The epithelial sodium channel (ENaC) is believed to represent the rate-limiting step for sodium absorption in the renal collecting duct. Consequently, ENaC is a central effector affecting systemic blood volume and pressure. Sodium and water transport are dysregulated in diabetes mellitus. Peroxisome proliferator-activated receptor gamma (PPAR gamma) agonists are currently used in the treatment of type 2 diabetes, although their use remains limited by fluid retention. The effects of PPAR gamma agonists on ENaC activity remain controversial. Although PPAR gamma agonists were shown to stimulate ENaC-mediated renal salt absorption, probably via the serum-and glucocorticoid-regulated kinase 1, other studies reported that the PPAR gamma agonist-induced fluid retention is independent of ENaC activity.

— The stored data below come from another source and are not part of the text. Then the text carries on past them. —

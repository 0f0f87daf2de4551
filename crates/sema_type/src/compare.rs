use std::sync::Arc;

use sema_ast::types::{PrimitiveKind, TypeModifier};

use crate::result::{AbstractType, SemanticResult, TemplateBindings, TypeKind, UserDefinedType, UserTypeKind};
use crate::strip::strip_all;

/// Structural identity of two results after stripping wrapper and alias layers.
pub fn is_equal(
  a: &SemanticResult,
  b: &SemanticResult,
) -> bool {
  let a = strip_all(a);
  let b = strip_all(b);

  match (&a, &b) {
    (SemanticResult::Type(a), SemanticResult::Type(b)) => a.modifier == b.modifier && kinds_equal(&a.kind, &b.kind),
    (SemanticResult::Value(a), SemanticResult::Value(b)) => a.value == b.value,
    _ => false,
  }
}

fn boxed_equal(
  a: &SemanticResult,
  b: &SemanticResult,
) -> bool {
  is_equal(a, b)
}

fn bindings_equal(
  a: &TemplateBindings,
  b: &TemplateBindings,
) -> bool {
  a.len() == b.len()
    && a
      .iter()
      .zip(b.iter())
      .all(|((na, va), (nb, vb))| na == nb && is_equal(va, vb))
}

fn kinds_equal(
  a: &TypeKind,
  b: &TypeKind,
) -> bool {
  match (a, b) {
    (TypeKind::Primitive(a), TypeKind::Primitive(b)) => a == b,
    (TypeKind::Null, TypeKind::Null) => true,
    (TypeKind::Pointer(a), TypeKind::Pointer(b)) | (TypeKind::Vector(a), TypeKind::Vector(b)) => boxed_equal(a, b),
    (
      TypeKind::Array {
        element: ea,
        fixed_length: la,
      },
      TypeKind::Array {
        element: eb,
        fixed_length: lb,
      },
    ) => la == lb && boxed_equal(ea, eb),
    (TypeKind::AssocArray { value: va, key: ka }, TypeKind::AssocArray { value: vb, key: kb }) => {
      boxed_equal(va, vb) && boxed_equal(ka, kb)
    },
    (TypeKind::Delegate(a), TypeKind::Delegate(b)) => {
      a.is_function == b.is_function
        && a.params.len() == b.params.len()
        && a.param_attributes == b.param_attributes
        && boxed_equal(&a.return_type, &b.return_type)
        && a.params.iter().zip(b.params.iter()).all(|(pa, pb)| is_equal(pa, pb))
    },
    (TypeKind::Tuple(a), TypeKind::Tuple(b)) => a.len() == b.len() && a.iter().zip(b.iter()).all(|(x, y)| is_equal(x, y)),
    (TypeKind::UserDefined(a), TypeKind::UserDefined(b)) => {
      Arc::ptr_eq(&a.definition, &b.definition) && bindings_equal(&a.deduced, &b.deduced)
    },
    (TypeKind::TemplateParameter(a), TypeKind::TemplateParameter(b)) => Arc::ptr_eq(&a.parameter, &b.parameter),
    (TypeKind::Module(a), TypeKind::Module(b)) => Arc::ptr_eq(a, b),
    (TypeKind::Package(a), TypeKind::Package(b)) => Arc::ptr_eq(a, b),
    _ => false,
  }
}

/// Whether a value of type `from` may be used where `to` is expected without a cast.
///
/// An unbound template parameter accepts anything. Values convert through
/// their type; two values convert only if they are equal.
pub fn is_implicitly_convertible(
  from: &SemanticResult,
  to: &SemanticResult,
) -> bool {
  let from = strip_all(from);
  let to = strip_all(to);

  match (&from, &to) {
    (_, SemanticResult::Type(AbstractType {
      kind: TypeKind::TemplateParameter(param),
      ..
    })) if param.base.is_none() => !from.is_unknown(),
    (SemanticResult::Unknown, _) | (_, SemanticResult::Unknown) => false,
    (SemanticResult::Ambiguous(candidates), _) => candidates.iter().any(|c| is_implicitly_convertible(c, &to)),
    (_, SemanticResult::Ambiguous(candidates)) => candidates.iter().any(|c| is_implicitly_convertible(&from, c)),
    (SemanticResult::Value(a), SemanticResult::Value(b)) => a.value == b.value,
    (SemanticResult::Value(v), SemanticResult::Type(to)) => type_convertible(&v.ty, to),
    (SemanticResult::Type(_), SemanticResult::Value(_)) => false,
    (SemanticResult::Type(from), SemanticResult::Type(to)) => type_convertible(from, to),
  }
}

fn type_convertible(
  from: &AbstractType,
  to: &AbstractType,
) -> bool {
  if from.modifier == to.modifier && kinds_equal(&from.kind, &to.kind) {
    return true;
  }

  match (&from.kind, &to.kind) {
    (TypeKind::Primitive(a), TypeKind::Primitive(b)) => primitive_convertible(*a, *b),
    (TypeKind::Null, TypeKind::Pointer(_))
    | (TypeKind::Null, TypeKind::Array { fixed_length: None, .. })
    | (TypeKind::Null, TypeKind::AssocArray { .. })
    | (TypeKind::Null, TypeKind::Delegate(_)) => true,
    (TypeKind::Null, TypeKind::UserDefined(t)) => {
      matches!(t.kind, UserTypeKind::Class | UserTypeKind::Interface)
    },
    (TypeKind::Pointer(a), TypeKind::Pointer(b)) => {
      let to_void = matches!(b.kind(), Some(TypeKind::Primitive(PrimitiveKind::Void)));
      to_void || element_convertible(a, b)
    },
    (
      TypeKind::Array {
        element: ea,
        fixed_length: la,
      },
      TypeKind::Array {
        element: eb,
        fixed_length: lb,
      },
    ) => (lb.is_none() || la == lb) && element_convertible(ea, eb),
    (TypeKind::UserDefined(a), TypeKind::UserDefined(b)) => derives_from(a, b),
    (TypeKind::UserDefined(a), _) if a.kind == UserTypeKind::Enum => match &a.base {
      Some(base) => is_implicitly_convertible(base, &SemanticResult::Type(to.clone())),
      None => matches!(to.kind, TypeKind::Primitive(PrimitiveKind::Int)),
    },
    _ => {
      // Top-level qualifiers do not block conversion of value types.
      from.modifier != to.modifier && kinds_equal(&from.kind, &to.kind) && !is_reference_kind(&from.kind)
    },
  }
}

fn is_reference_kind(kind: &TypeKind) -> bool {
  matches!(
    kind,
    TypeKind::Pointer(_) | TypeKind::Array { .. } | TypeKind::AssocArray { .. } | TypeKind::Delegate(_)
  )
}

/// Element types of arrays and pointers must match up to qualifiers; a mutable
/// view may not be taken of immutable or const data.
fn element_convertible(
  from: &SemanticResult,
  to: &SemanticResult,
) -> bool {
  let (Some(from), Some(to)) = (strip_all(from).as_type().cloned(), strip_all(to).as_type().cloned()) else {
    return is_implicitly_convertible(from, to);
  };

  if let TypeKind::TemplateParameter(p) = &to.kind {
    if p.base.is_none() {
      return true;
    }
  }

  let qualifier_ok = match (from.modifier, to.modifier) {
    (a, b) if a == b => true,
    (_, Some(TypeModifier::Const)) => true,
    _ => false,
  };

  qualifier_ok && kinds_equal(&from.kind, &to.kind)
}

fn primitive_convertible(
  from: PrimitiveKind,
  to: PrimitiveKind,
) -> bool {
  if from == to {
    return true;
  }
  if from == PrimitiveKind::Void || to == PrimitiveKind::Void || to == PrimitiveKind::Bool {
    return false;
  }

  if from.is_integral() && to.is_integral() {
    return to.size_bits() >= from.size_bits();
  }
  if from.is_integral() && to.is_floating() {
    return true;
  }
  if from.is_floating() && to.is_floating() {
    return to.size_bits() >= from.size_bits();
  }

  false
}

fn derives_from(
  from: &UserDefinedType,
  to: &UserDefinedType,
) -> bool {
  if Arc::ptr_eq(&from.definition, &to.definition) {
    return bindings_equal(&from.deduced, &to.deduced) || from.deduced.is_empty() || to.deduced.is_empty();
  }

  let parents = from.base.iter().map(|b| &**b).chain(from.interfaces.iter());
  for parent in parents {
    if let Some(TypeKind::UserDefined(parent)) = strip_all(parent).kind() {
      if derives_from(parent, to) {
        return true;
      }
    }
  }

  false
}

#[cfg(test)]
mod tests {
  use sema_ast::declarations::{ASTAggregate, ASTDeclaration, ASTTemplateParameter, AggregateKind};
  use sema_ast::{DeclRef, Span};

  use super::*;
  use crate::result::TemplateParameterSymbol;
  use crate::value::ConstValue;

  fn class(
    decl: &DeclRef,
    base: Option<SemanticResult>,
  ) -> SemanticResult {
    SemanticResult::of(TypeKind::UserDefined(UserDefinedType {
      kind: UserTypeKind::Class,
      definition: decl.clone(),
      base: base.map(Box::new),
      interfaces: vec![],
      deduced: TemplateBindings::new(),
    }))
  }

  fn int() -> SemanticResult {
    SemanticResult::primitive(PrimitiveKind::Int)
  }

  #[test]
  fn test_primitive_widening() {
    let long = SemanticResult::primitive(PrimitiveKind::Long);
    let double = SemanticResult::primitive(PrimitiveKind::Double);
    let char_ = SemanticResult::primitive(PrimitiveKind::Char);

    assert!(is_implicitly_convertible(&int(), &long));
    assert!(!is_implicitly_convertible(&long, &int()));
    assert!(is_implicitly_convertible(&int(), &double));
    assert!(!is_implicitly_convertible(&double, &int()));
    assert!(is_implicitly_convertible(&char_, &int()));
    assert!(!is_implicitly_convertible(&int(), &SemanticResult::primitive(PrimitiveKind::Bool)));
  }

  #[test]
  fn test_string_conversions() {
    let string = SemanticResult::string_type();
    let mutable = SemanticResult::array_of(SemanticResult::primitive(PrimitiveKind::Char));
    let const_chars = SemanticResult::array_of(SemanticResult::Type(
      AbstractType::new(TypeKind::Primitive(PrimitiveKind::Char)).with_modifier(Some(TypeModifier::Const)),
    ));

    assert!(is_implicitly_convertible(&string, &string));
    assert!(!is_implicitly_convertible(&string, &mutable));
    assert!(is_implicitly_convertible(&mutable, &const_chars));
    assert!(is_implicitly_convertible(&string, &const_chars));
    assert!(!is_implicitly_convertible(&int(), &string));
  }

  #[test]
  fn test_static_array_to_dynamic() {
    let fixed = SemanticResult::fixed_array_of(int(), 4);
    let dynamic = SemanticResult::array_of(int());
    assert!(is_implicitly_convertible(&fixed, &dynamic));
    assert!(!is_implicitly_convertible(&dynamic, &fixed));
    assert!(!is_equal(&fixed, &dynamic));
  }

  #[test]
  fn test_derived_class_converts_to_base() {
    let base_decl = ASTDeclaration::aggregate("Base", Span::default(), ASTAggregate::new(AggregateKind::Class));
    let derived_decl = ASTDeclaration::aggregate("Derived", Span::default(), ASTAggregate::new(AggregateKind::Class));
    let base = class(&base_decl, None);
    let derived = class(&derived_decl, Some(base.clone()));

    assert!(is_implicitly_convertible(&derived, &base));
    assert!(!is_implicitly_convertible(&base, &derived));
    assert!(is_implicitly_convertible(&SemanticResult::of(TypeKind::Null), &base));
  }

  #[test]
  fn test_unbound_template_parameter_accepts_anything() {
    let param = SemanticResult::of(TypeKind::TemplateParameter(TemplateParameterSymbol {
      parameter: ASTTemplateParameter::type_param("T"),
      base: None,
    }));
    assert!(is_implicitly_convertible(&SemanticResult::string_type(), &param));
    assert!(!is_implicitly_convertible(&SemanticResult::Unknown, &param));
  }

  #[test]
  fn test_values() {
    let three = SemanticResult::int_value(3);
    assert!(is_equal(&three, &SemanticResult::int_value(3)));
    assert!(!is_equal(&three, &SemanticResult::int_value(4)));
    assert!(is_implicitly_convertible(&three, &SemanticResult::primitive(PrimitiveKind::Long)));
    assert_eq!(three.as_value().map(|v| v.value.clone()), Some(ConstValue::Int(3)));
  }
}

Here we confirmed that four chemically distinct PPAR gamma agonists [pioglitazone, rosiglitazone, troglitazone, and 15-deoxy-Delta(12,14)-prostaglandin J(2) (PGJ(2))] do not enhance Na+ transport in cultured renal collecting duct principal mpkCCD(c14) cells, as assessed by short-circuit current measurements. However, the PPAR gamma antagonist 2-chloro-5-nitro-N-4-pyridinyl-benzamide (T0070907), and to a lesser extent 2-chloro-5-nitrobenzanilide (GW9662), were found to decrease Na+ reabsorption across mpkCCD(c14) cell layers. Furthermore, pretreatment of monolayers with T0070907 diminished the insulin-stimulated sodium transport. PPAR gamma agonist PGJ(2) did not enhance insulin-stimulated Na+ flux via ENaC. We also show that PPAR gamma enhances ENaC activity when all three subunits are reconstituted in Chinese hamster ovary (CHO) cells. GW9662 inhibits ENaC activity when ENaC subunits are coexpressed in CHO cells with PPAR gamma. In contrast, rosiglitazone has no effect on ENaC activity. We conclude that PPAR gamma activity is important for maintaining basal and insulin-dependent transepithelial Na+ transport and ENaC activity.